Industry policy-makers had become “too obsessed” with the importance of STEM skills to the jobs of the future and overlooked humanities at their peril, says Saul Singer, the co-author of the seminal book on tech ecosystems Start-Up Nation.
Mr Singer, who is also a board member at Innovation and Science Australia, says the humanities are going to be more important than ever. He recommends that we all read Humans are underrated by Geoff Colvin and to get real about what roles consumers will want humans to perform in the future, because they will most certainly remain in demand.
Speaking at an open lecture at the University of Technology, Sydney (UTS) on Wednesday, Mr Singer says the three great human skills that will be needed in the so-called jobs of the future are empathy, storytelling, and teamwork.
“Of course we need all of those engineers and physicists and the skills like that … but we need them to be human first,” Mr Singer said.
“There is not only a place for humanities [in learning and education], I think the humanities are going to become more important than they ever have been before,” he said.
“I could get into a little trouble saying this here, but I think we’ve become a little obsessed with STEM.”
A faster and better way to produce well-rounded and skilled workers for the jobs in the future would be to re-engineer our out-dated systems of education.
In a world in which Google knows everything, people are no longer hired for what they know, but rather for what they can do with what they know. And that has more to do with problem-solving across a range of disciplines.
Mr Singer is in Australia for only the second time, in order to attend a meeting of the Innovation and Science board.
The ISA board is a bit of a Who’s Who of tech and business ecosystem, as you would expect. Maile Carnegie, Scott Farquhar, Paul Bassat and Daniel Petre are among the star-studded cast, joining chairman Bill Ferris and deputy chair (and the Commonwealth’s chief scientist) Alan Finkel.
Saul Singer is the ISA’s only overseas-based board member, although former GE vice-chair Beth Comstock had also been a director until last year.
He was invited to join the board in early 2016 after meeting separately with then Industry minister Christopher Pyne and his assistant minister for innovation Wyatt Roy just after the launch of the NISA-inspired Ideas Boom.
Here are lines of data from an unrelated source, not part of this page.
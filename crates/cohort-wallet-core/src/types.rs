//! Core types shared across the signing pipeline
//!
//! Signer identities, the explicit authorization context that travels with
//! every signing round, and the address/amount parsing helpers used at the
//! caller boundary.

use crate::{Error, Result};
use alloy_primitives::{Address, U256};
use serde::{Deserialize, Serialize};
use std::collections::BTreeMap;
use std::fmt;
use std::str::FromStr;

/// Length of one partial ECDSA signature (r || s || v)
pub const SIGNATURE_LENGTH: usize = 65;

/// Decimals of the native currency on EVM chains
pub const NATIVE_DECIMALS: u8 = 18;

/// Identity of a cohort member.
///
/// Ordering is the numeric order of the 160-bit address, which is what the
/// verifying contract uses to decode a combined signature positionally.
#[derive(Debug, Clone, Copy, PartialEq, Eq, PartialOrd, Ord, Hash, Serialize, Deserialize)]
#[serde(transparent)]
pub struct SignerId(pub Address);

impl SignerId {
    /// Raw address bytes
    pub fn as_bytes(&self) -> &[u8] {
        self.0.as_slice()
    }

    /// Checksummed string form, used as the key in gateway maps
    pub fn to_checksum(&self) -> String {
        self.0.to_checksum(None)
    }
}

impl FromStr for SignerId {
    type Err = Error;

    fn from_str(s: &str) -> Result<Self> {
        parse_address(s).map(SignerId)
    }
}

impl fmt::Display for SignerId {
    fn fmt(&self, f: &mut fmt::Formatter<'_>) -> fmt::Result {
        write!(f, "{}", self.to_checksum())
    }
}

impl From<Address> for SignerId {
    fn from(address: Address) -> Self {
        SignerId(address)
    }
}

/// Application-supplied authorization context for one signing round.
///
/// Cohort members evaluate their signing conditions against these values.
/// The context is passed explicitly through every stage of a round and is
/// never stored outside it.
#[derive(Debug, Clone, Default, PartialEq, Eq, Serialize, Deserialize)]
#[serde(transparent)]
pub struct SigningContext {
    entries: BTreeMap<String, String>,
}

impl SigningContext {
    /// Create an empty context
    pub fn new() -> Self {
        Self::default()
    }

    /// Add a context variable
    pub fn with(mut self, key: impl Into<String>, value: impl Into<String>) -> Self {
        self.insert(key, value);
        self
    }

    /// Insert a context variable, replacing any previous value
    pub fn insert(&mut self, key: impl Into<String>, value: impl Into<String>) {
        self.entries.insert(key.into(), value.into());
    }

    /// Look up a context variable
    pub fn get(&self, key: &str) -> Option<&str> {
        self.entries.get(key).map(String::as_str)
    }

    pub fn is_empty(&self) -> bool {
        self.entries.is_empty()
    }

    pub fn len(&self) -> usize {
        self.entries.len()
    }

    pub fn iter(&self) -> impl Iterator<Item = (&str, &str)> {
        self.entries.iter().map(|(k, v)| (k.as_str(), v.as_str()))
    }
}

/// Parse a `0x`-prefixed 20-byte hex address
pub fn parse_address(address: &str) -> Result<Address> {
    let hex_part = address
        .strip_prefix("0x")
        .or_else(|| address.strip_prefix("0X"))
        .ok_or_else(|| Error::InvalidAddress(format!("missing 0x prefix: {}", address)))?;

    if hex_part.len() != 40 || !hex_part.chars().all(|c| c.is_ascii_hexdigit()) {
        return Err(Error::InvalidAddress(address.to_string()));
    }

    Address::from_str(address).map_err(|e| Error::InvalidAddress(format!("{}: {}", address, e)))
}

/// Parse a decimal amount in native units ("0.01") into base units
pub fn parse_native_amount(value: &str, decimals: u8) -> Result<U256> {
    let invalid = || Error::InvalidAmount(value.to_string());

    let (whole, fraction) = match value.split_once('.') {
        Some((whole, fraction)) => (whole, fraction),
        None => (value, ""),
    };

    if whole.is_empty() && fraction.is_empty() {
        return Err(invalid());
    }
    if !whole.chars().all(|c| c.is_ascii_digit()) || !fraction.chars().all(|c| c.is_ascii_digit())
    {
        return Err(invalid());
    }
    if fraction.len() > decimals as usize {
        return Err(Error::InvalidAmount(format!(
            "too many decimal places: {}",
            value
        )));
    }

    // Pad the fraction with zeros to the full precision
    let mut digits = String::with_capacity(whole.len() + decimals as usize);
    digits.push_str(whole);
    digits.push_str(fraction);
    for _ in fraction.len()..decimals as usize {
        digits.push('0');
    }

    let amount = U256::from_str_radix(&digits, 10).map_err(|_| invalid())?;
    if amount.is_zero() {
        return Err(Error::InvalidAmount(format!("must be greater than 0: {}", value)));
    }
    Ok(amount)
}

/// Format base units as a human-readable native amount
pub fn format_native_amount(raw: U256, decimals: u8) -> String {
    if raw.is_zero() {
        return "0".to_string();
    }

    let divisor = (0..decimals).fold(U256::from(1u8), |acc, _| acc * U256::from(10u8));
    let whole = raw / divisor;
    let fraction = raw % divisor;

    if fraction.is_zero() {
        whole.to_string()
    } else {
        let fraction_str = format!("{:0>width$}", fraction.to_string(), width = decimals as usize);
        let trimmed = fraction_str.trim_end_matches('0');
        format!("{}.{}", whole, trimmed)
    }
}

/// Compute Keccak256 hash of data
pub fn keccak256_hash(data: &[u8]) -> [u8; 32] {
    use tiny_keccak::{Hasher, Keccak};
    let mut hasher = Keccak::v256();
    hasher.update(data);
    let mut hash = [0u8; 32];
    hasher.finalize(&mut hash);
    hash
}

/// First four bytes of the Keccak256 hash of a function signature
pub fn function_selector(signature: &str) -> [u8; 4] {
    let hash = keccak256_hash(signature.as_bytes());
    let mut selector = [0u8; 4];
    selector.copy_from_slice(&hash[..4]);
    selector
}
It is a testament to the spectacular success of the Start-Up Nation, which has been translated into more than 30 different languages since it was first published in 2009, that Mr Singer has spent a decade circling the globe and presenting keynote speeches at startup conferences in ecosystems all over the world.
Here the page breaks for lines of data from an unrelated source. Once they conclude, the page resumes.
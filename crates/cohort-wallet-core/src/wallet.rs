//! # Smart Wallet
//!
//! Drives a complete transfer from a smart account whose signer is a
//! threshold cohort:
//!
//! 1. Validate the request and resolve the sending account
//! 2. Pre-flight balance check
//! 3. Read the anti-replay counter and deployment state
//! 4. Build the operation and re-price its gas
//! 5. Run a signing round and aggregate the partial signatures
//! 6. Submit the signed operation to the bundler
//!
//! Every step that fails aborts the round. Nothing is retried.

use crate::account::{AccountDeployment, AddressResolver, OperationBuilder, SignedOperation, UserOperation};
use crate::bundler::{Bundler, BundlerFormatAdapter};
use crate::chain::ChainReader;
use crate::config::{ProtocolMode, WalletConfig};
use crate::gas::GasEstimationOptimizer;
use crate::signing::{
    LegacySigningClient, LegacySigningGateway, SignatureAggregator, SigningGateway, SigningParams,
    ThresholdSigningClient,
};
use crate::types::{SignerId, SigningContext, format_native_amount, parse_address, parse_native_amount};
use crate::{Error, Result};
use alloy_primitives::{Address, B256, U256};
use chrono::{DateTime, Utc};
use serde::{Deserialize, Serialize};
use std::sync::Arc;
use tracing::{info, instrument};
use uuid::Uuid;

/// A native-currency transfer on behalf of a user
#[derive(Debug, Clone, PartialEq, Eq, Serialize, Deserialize)]
pub struct TransferRequest {
    /// Stable decimal user identifier, used as the account salt
    pub user_id: String,
    /// Recipient address (`0x` + 40 hex)
    pub recipient: String,
    /// Amount in native units, e.g. `"0.01"`
    pub amount: String,
}

impl TransferRequest {
    pub fn new(
        user_id: impl Into<String>,
        recipient: impl Into<String>,
        amount: impl Into<String>,
    ) -> Self {
        Self {
            user_id: user_id.into(),
            recipient: recipient.into(),
            amount: amount.into(),
        }
    }
}

/// Outcome of a submitted transfer
#[derive(Debug, Clone, PartialEq, Eq, Serialize, Deserialize)]
pub struct TransferReceipt {
    pub round_id: Uuid,
    pub smart_account: Address,
    pub recipient: Address,
    /// Amount in base units
    pub amount: U256,
    /// EntryPoint hash of the signed operation
    pub operation_hash: B256,
    /// Hash returned by the bundler
    pub bundler_hash: B256,
    /// Contributing signers, in signature order
    pub signers: Vec<SignerId>,
    pub submitted_at: DateTime<Utc>,
}

impl TransferReceipt {
    /// Amount in native units
    pub fn formatted_amount(&self) -> String {
        format_native_amount(self.amount, crate::types::NATIVE_DECIMALS)
    }
}

/// Threshold-signed smart account wallet
#[derive(Clone)]
pub struct SmartWallet {
    config: WalletConfig,
    chain: Arc<dyn ChainReader>,
    bundler: Arc<dyn Bundler>,
    gateway: Arc<dyn SigningGateway>,
    legacy_gateway: Option<Arc<dyn LegacySigningGateway>>,
}

impl SmartWallet {
    /// Assemble a wallet from its collaborators
    pub fn new(
        config: WalletConfig,
        chain: Arc<dyn ChainReader>,
        bundler: Arc<dyn Bundler>,
        gateway: Arc<dyn SigningGateway>,
    ) -> Result<Self> {
        config.validate()?;
        Ok(Self {
            config,
            chain,
            bundler,
            gateway,
            legacy_gateway: None,
        })
    }

    /// Gateway used when the configuration selects the plaintext protocol
    pub fn with_legacy_gateway(mut self, gateway: Arc<dyn LegacySigningGateway>) -> Self {
        self.legacy_gateway = Some(gateway);
        self
    }

    /// Connect to the configured chain node, bundler and signing gateway
    #[cfg(feature = "runtime")]
    pub fn connect(config: WalletConfig) -> Result<Self> {
        use crate::bundler::HttpBundler;
        use crate::chain::{RpcClient, evm::EvmReader};
        use crate::signing::PorterGateway;

        let timeout = config.request_timeout();
        let chain = EvmReader::new(RpcClient::new(&config.rpc_url, timeout)?, config.entry_point);
        let bundler = HttpBundler::new(
            RpcClient::new(&config.bundler_url, timeout)?,
            config.gas_price_method.clone(),
        );
        let gateway = Arc::new(PorterGateway::new(&config.gateway_url, timeout)?);

        info!(
            chain = %config.chain_id,
            bundler = %config.redacted_bundler_url(),
            gateway = %config.gateway_url,
            cohort_id = config.cohort_id,
            threshold = config.threshold,
            protocol = ?config.protocol,
            "Connecting smart wallet"
        );

        Ok(Self::new(config, Arc::new(chain), Arc::new(bundler), gateway.clone())?
            .with_legacy_gateway(gateway))
    }

    pub fn config(&self) -> &WalletConfig {
        &self.config
    }

    /// Resolver for per-user accounts, when derivation is configured
    pub fn resolver(&self) -> Option<AddressResolver> {
        match (self.config.account_factory, self.config.init_code_hash) {
            (Some(factory), Some(init_code_hash)) => Some(AddressResolver::new(factory, init_code_hash)),
            _ => None,
        }
    }

    /// Smart account that sends on behalf of `user_id`.
    ///
    /// A pinned account in the configuration wins over derivation. The
    /// identifier is validated either way.
    pub fn smart_account_for(&self, user_id: &str) -> Result<Address> {
        crate::account::parse_identifier(user_id)?;
        if let Some(account) = self.config.smart_account {
            return Ok(account);
        }
        let resolver = self.resolver().ok_or_else(|| {
            Error::Configuration("no smart account pinned and no account factory configured".into())
        })?;
        resolver.resolve(user_id)
    }

    /// Run a full transfer round and submit the result to the bundler
    #[instrument(skip(self, request, context), fields(user_id = %request.user_id))]
    pub async fn send_native(
        &self,
        request: &TransferRequest,
        context: &SigningContext,
    ) -> Result<TransferReceipt> {
        // Caller input first: no network traffic for bad requests
        let recipient = parse_address(&request.recipient)?;
        let amount = parse_native_amount(&request.amount, crate::types::NATIVE_DECIMALS)?;
        let salt = crate::account::parse_identifier(&request.user_id)?;
        let sender = self.smart_account_for(&request.user_id)?;

        let balance = self.chain.balance(sender).await?;
        if !balance.covers(amount) {
            return Err(Error::InsufficientBalance {
                balance: balance.formatted,
                required: format_native_amount(amount, crate::types::NATIVE_DECIMALS),
            });
        }

        let nonce = self.chain.account_nonce(sender).await?;
        let deployed = self.chain.is_deployed(sender).await?;

        let mut builder = OperationBuilder::new(sender, nonce).account_deployed(deployed);
        // createAccount deploys the derived address, so a pinned sender never carries it
        if self.config.smart_account.is_none() {
            if let (Some(factory), Some(owner)) =
                (self.config.account_factory, self.config.account_owner)
            {
                builder = builder.deploy_with(AccountDeployment { factory, owner }, salt);
            }
        }
        let mut operation = builder.call(recipient, amount, &[]);

        info!(
            %sender,
            %recipient,
            amount = %request.amount,
            %nonce,
            deployed,
            "Built transfer operation"
        );

        GasEstimationOptimizer::new(self.bundler.clone(), self.config.entry_point, self.config.threshold)
            .optimize(&mut operation)
            .await?;

        let (round_id, signed) = self.sign_round(operation, context).await?;

        let rpc_operation = BundlerFormatAdapter::to_rpc_signed(&signed)?;
        let bundler_hash = self.bundler.send(&rpc_operation, self.config.entry_point).await?;

        info!(
            %round_id,
            operation_hash = %signed.hash(),
            %bundler_hash,
            "Transfer submitted"
        );

        Ok(TransferReceipt {
            round_id,
            smart_account: sender,
            recipient,
            amount,
            operation_hash: signed.hash(),
            bundler_hash,
            signers: signed.signature().signers().to_vec(),
            submitted_at: Utc::now(),
        })
    }

    /// Run only the signing round for an already priced operation
    pub async fn sign_operation(
        &self,
        operation: UserOperation,
        context: &SigningContext,
    ) -> Result<SignedOperation> {
        self.sign_round(operation, context)
            .await
            .map(|(_, signed)| signed)
    }

    async fn sign_round(
        &self,
        operation: UserOperation,
        context: &SigningContext,
    ) -> Result<(Uuid, SignedOperation)> {
        let params = SigningParams::from_config(&self.config);

        match self.config.protocol {
            ProtocolMode::Encrypted => {
                let operation_hash = operation.hash(params.entry_point, params.chain_id)?;
                let aggregator = SignatureAggregator::new(params.threshold)?;
                let round = ThresholdSigningClient::new(self.gateway.clone(), params)
                    .request_signatures(&operation, context)
                    .await?;
                let round_id = round.round_id;
                let signed = aggregator.aggregate(operation, operation_hash, round)?;
                Ok((round_id, signed))
            }
            ProtocolMode::LegacyPlaintext => {
                let gateway = self.legacy_gateway.clone().ok_or_else(|| {
                    Error::Configuration("plaintext protocol selected but no legacy gateway set".into())
                })?;
                let signed = LegacySigningClient::new(gateway, params, self.config.cohort_size)
                    .sign(operation, context)
                    .await?;
                Ok((Uuid::new_v4(), signed))
            }
        }
    }
}

impl std::fmt::Debug for SmartWallet {
    fn fmt(&self, f: &mut std::fmt::Formatter<'_>) -> std::fmt::Result {
        f.debug_struct("SmartWallet")
            .field("chain_id", &self.config.chain_id)
            .field("cohort_id", &self.config.cohort_id)
            .field("threshold", &self.config.threshold)
            .field("protocol", &self.config.protocol)
            .field("legacy_gateway", &self.legacy_gateway.is_some())
            .finish()
    }
}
Start-Up Nation was a breakthrough book because it chronicled the ingredients that created such a spectacularly efficient ecosystem.
That is, the highest density of startups [per capita] in the world, the highest level of VC, and the highest per capita R&D spend in the world (where it vies with South Korea for the top spot at around 4.5 per cent of GDP.)
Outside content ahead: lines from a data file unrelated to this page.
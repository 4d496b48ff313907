//! Wallet configuration
//!
//! Settings are loaded once at startup. Every missing or malformed required
//! value fails with [`Error::Configuration`] before any signing round runs.

use crate::chain::ChainId;
use crate::types::parse_address;
use crate::{Error, Result};
use alloy_primitives::{Address, B256, address};
use serde::{Deserialize, Serialize};
use std::fmt;
use std::str::FromStr;
use std::time::Duration;

/// EntryPoint v0.7 contract, deployed at the same address on every chain
pub const ENTRY_POINT_V07: Address = address!("0000000071727De22E5E9d8BAf0edAc6f37da032");

/// Default signing gateway (Porter on the lynx test network)
pub const DEFAULT_GATEWAY_URL: &str = "https://porter-lynx.nucypher.io";

/// Default bundler method for reading gas price tiers
pub const DEFAULT_GAS_PRICE_METHOD: &str = "pimlico_getUserOperationGasPrice";

/// Default per-request timeout in seconds
pub const DEFAULT_TIMEOUT_SECS: u64 = 30;

/// Which generation of the signing-request protocol to speak
#[derive(Debug, Clone, Copy, PartialEq, Eq, Default, Serialize, Deserialize)]
#[serde(rename_all = "snake_case")]
pub enum ProtocolMode {
    /// Per-member encrypted requests under session-derived secrets
    #[default]
    Encrypted,
    /// Deprecated plaintext requests, kept for older gateways
    LegacyPlaintext,
}

impl FromStr for ProtocolMode {
    type Err = Error;

    fn from_str(s: &str) -> Result<Self> {
        match s.to_ascii_lowercase().as_str() {
            "encrypted" => Ok(ProtocolMode::Encrypted),
            "legacy" | "legacy_plaintext" | "plaintext" => Ok(ProtocolMode::LegacyPlaintext),
            other => Err(Error::Configuration(format!(
                "unknown signing protocol: {}",
                other
            ))),
        }
    }
}

/// Account-abstraction version tag sent to cohort members
#[derive(Debug, Clone, Copy, PartialEq, Eq, Default, Serialize, Deserialize)]
pub enum AaVersion {
    /// MetaMask delegation toolkit accounts
    #[default]
    #[serde(rename = "mdt")]
    Mdt,
    /// Plain EntryPoint v0.8 accounts
    #[serde(rename = "0.8.0")]
    V08,
}

impl AaVersion {
    pub fn as_str(&self) -> &'static str {
        match self {
            AaVersion::Mdt => "mdt",
            AaVersion::V08 => "0.8.0",
        }
    }
}

impl fmt::Display for AaVersion {
    fn fmt(&self, f: &mut fmt::Formatter<'_>) -> fmt::Result {
        f.write_str(self.as_str())
    }
}

/// Configuration for a threshold-signed smart wallet
#[derive(Debug, Clone, Serialize, Deserialize)]
pub struct WalletConfig {
    /// Chain the smart accounts live on
    pub chain_id: ChainId,
    /// JSON-RPC endpoint for balance, code and nonce reads
    pub rpc_url: String,
    /// Bundler JSON-RPC endpoint
    pub bundler_url: String,
    /// Provider-specific gas price method
    pub gas_price_method: String,
    /// Signing gateway base URL
    pub gateway_url: String,
    /// Signer cohort to request signatures from
    pub cohort_id: u64,
    /// Partial signatures required to form a combined signature
    pub threshold: usize,
    /// Signers requested by the legacy discovery call
    pub cohort_size: usize,
    /// EntryPoint contract
    pub entry_point: Address,
    /// Factory deploying accounts through CREATE2
    #[serde(default)]
    pub account_factory: Option<Address>,
    /// Hash of the account init code used in CREATE2
    #[serde(default)]
    pub init_code_hash: Option<B256>,
    /// Owner passed to `createAccount` when deploying
    #[serde(default)]
    pub account_owner: Option<Address>,
    /// Fixed smart account, bypassing per-user derivation
    #[serde(default)]
    pub smart_account: Option<Address>,
    /// Signing protocol generation
    #[serde(default)]
    pub protocol: ProtocolMode,
    /// Account-abstraction version tag
    #[serde(default)]
    pub aa_version: AaVersion,
    /// Timeout applied to every network request
    pub request_timeout_secs: u64,
}

impl WalletConfig {
    /// Base Sepolia deployment defaults
    pub fn base_sepolia(cohort_id: u64, bundler_url: impl Into<String>) -> Self {
        Self {
            chain_id: ChainId::BASE_SEPOLIA,
            rpc_url: "https://sepolia.base.org".to_string(),
            bundler_url: bundler_url.into(),
            gas_price_method: DEFAULT_GAS_PRICE_METHOD.to_string(),
            gateway_url: DEFAULT_GATEWAY_URL.to_string(),
            cohort_id,
            threshold: crate::DEFAULT_THRESHOLD,
            cohort_size: 3,
            entry_point: ENTRY_POINT_V07,
            account_factory: None,
            init_code_hash: None,
            account_owner: None,
            smart_account: None,
            protocol: ProtocolMode::Encrypted,
            aa_version: AaVersion::Mdt,
            request_timeout_secs: DEFAULT_TIMEOUT_SECS,
        }
    }

    /// Load from process environment variables
    pub fn from_env() -> Result<Self> {
        Self::from_lookup(|key| std::env::var(key).ok())
    }

    /// Load from an arbitrary key lookup
    pub fn from_lookup(lookup: impl Fn(&str) -> Option<String>) -> Result<Self> {
        let get = |key: &str| lookup(key).filter(|v| !v.trim().is_empty());

        let cohort_id = get("COHORT_ID")
            .ok_or_else(|| Error::Configuration("COHORT_ID is required".into()))?;
        let cohort_id: u64 = cohort_id
            .trim()
            .parse()
            .map_err(|_| Error::Configuration(format!("COHORT_ID is not an integer: {}", cohort_id)))?;

        let bundler_url = match (get("BUNDLER_URL"), get("BUNDLER_API_KEY")) {
            (Some(url), _) => url,
            (None, Some(key)) => format!(
                "https://api.pimlico.io/v2/{}/rpc?apikey={}",
                ChainId::BASE_SEPOLIA.0,
                key
            ),
            (None, None) => {
                return Err(Error::Configuration(
                    "BUNDLER_URL or BUNDLER_API_KEY is required".into(),
                ));
            }
        };

        let mut config = Self::base_sepolia(cohort_id, bundler_url);

        if let Some(url) = get("RPC_URL") {
            config.rpc_url = url;
        }
        if let Some(url) = get("SIGNING_GATEWAY_URL") {
            config.gateway_url = url;
        }
        if let Some(threshold) = get("SIGNING_THRESHOLD") {
            config.threshold = parse_setting("SIGNING_THRESHOLD", &threshold)?;
        }
        if let Some(size) = get("SIGNING_COHORT_SIZE") {
            config.cohort_size = parse_setting("SIGNING_COHORT_SIZE", &size)?;
        }
        if let Some(protocol) = get("SIGNING_PROTOCOL") {
            config.protocol = protocol.parse()?;
        }
        if let Some(account) = get("SMART_ACCOUNT_ADDRESS") {
            config.smart_account = Some(address_setting("SMART_ACCOUNT_ADDRESS", &account)?);
        }
        if let Some(factory) = get("ACCOUNT_FACTORY") {
            config.account_factory = Some(address_setting("ACCOUNT_FACTORY", &factory)?);
        }
        if let Some(owner) = get("ACCOUNT_OWNER") {
            config.account_owner = Some(address_setting("ACCOUNT_OWNER", &owner)?);
        }
        if let Some(hash) = get("ACCOUNT_INIT_CODE_HASH") {
            let parsed = B256::from_str(hash.trim()).map_err(|e| {
                Error::Configuration(format!("ACCOUNT_INIT_CODE_HASH: {}", e))
            })?;
            config.init_code_hash = Some(parsed);
        }
        if let Some(timeout) = get("REQUEST_TIMEOUT_SECS") {
            config.request_timeout_secs = parse_setting("REQUEST_TIMEOUT_SECS", &timeout)?;
        }

        config.validate()?;
        Ok(config)
    }

    /// Check internal consistency
    pub fn validate(&self) -> Result<()> {
        if self.threshold == 0 {
            return Err(Error::Configuration("threshold must be at least 1".into()));
        }
        // cohort_size only drives legacy discovery; encrypted rounds size from the cohort read
        if self.protocol == ProtocolMode::LegacyPlaintext && self.threshold > self.cohort_size {
            return Err(Error::Configuration(format!(
                "threshold {} exceeds cohort size {}",
                self.threshold, self.cohort_size
            )));
        }
        if self.request_timeout_secs == 0 {
            return Err(Error::Configuration("request timeout must be positive".into()));
        }
        for (name, url) in [
            ("rpc_url", &self.rpc_url),
            ("bundler_url", &self.bundler_url),
            ("gateway_url", &self.gateway_url),
            ("gas_price_method", &self.gas_price_method),
        ] {
            if url.trim().is_empty() {
                return Err(Error::Configuration(format!("{} is empty", name)));
            }
        }
        if self.smart_account.is_none() && !self.can_derive_accounts() {
            return Err(Error::Configuration(
                "either SMART_ACCOUNT_ADDRESS or ACCOUNT_FACTORY, ACCOUNT_INIT_CODE_HASH and ACCOUNT_OWNER must be set"
                    .into(),
            ));
        }
        Ok(())
    }

    /// Whether per-user account derivation is configured
    pub fn can_derive_accounts(&self) -> bool {
        self.account_factory.is_some() && self.init_code_hash.is_some() && self.account_owner.is_some()
    }

    pub fn request_timeout(&self) -> Duration {
        Duration::from_secs(self.request_timeout_secs)
    }

    /// Bundler URL with any API key redacted, for logs
    pub fn redacted_bundler_url(&self) -> String {
        match self.bundler_url.split_once("apikey=") {
            Some((prefix, _)) => format!("{}apikey=<redacted>", prefix),
            None => self.bundler_url.clone(),
        }
    }
}

fn parse_setting<T: FromStr>(name: &str, value: &str) -> Result<T> {
    value
        .trim()
        .parse()
        .map_err(|_| Error::Configuration(format!("{} is malformed: {}", name, value)))
}

fn address_setting(name: &str, value: &str) -> Result<Address> {
    parse_address(value.trim()).map_err(|e| Error::Configuration(format!("{}: {}", name, e)))
}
But in a standard part of his presentation, Mr Singer says as he travels to ecosystems around the world: We can’t all be Israel. We can’t all be Silicon Valley. Economies are different. Skills are different. Geography is different.
Building an ecosystems means finding your own way, finding competitive advantage. Finding what works and what does not.
He definitely doesn’t recommend following the Israeli experience (he nominates the Big Three as no resources, a bad neighbourhood and no water).
And although the flat reporting structures and team-oriented problem solving of the Israeli Defence Force had a huge influence on creating an entrepreneurial culture in Israel, he absolutely does not recommend either the introduction of compulsory national service or the opening of hostilities with regions neighbours.
Despite not knowing the Australian context, Mr Singer has had a pretty good view of intellectual elements of our local ecosystem.
Asked where Australia should be placing its chips – in the context of a budget next week – he doesn’t deviate at all from the ISA script, pointing to the ISA 2030 strategy’s National Missions as a good place to start.
Mr Singer’s presentation at the UTS focused on three key sectors where disruptive innovation will have maximum impact, or sectors where the most good can be done by leveraging available technology: these are in Health, Education and Cities.
Innovation and Science Australia’s recommended first National Mission is to make Australia the healthiest nation on earth. It sounds like a starry-eyed vision from a nanny-state ivory tower. But achieving the mission would require spectacular innovation – and would result in the creation of extraordinary commercial value exploitable on global basis.
The second of the National Missions recommended by the ISA is – to paraphrase – to save the barrier reef. Without specifically mentioning the ISA or the National Missions, a pre-budget leak revealed that government has earmarked nearly $500 million toward measures to save the reach from a host of threats.
No mention yet of what happens to the Heath National Mission in relation to Scott Morrison’s third annual budget. But it is surely on the radar.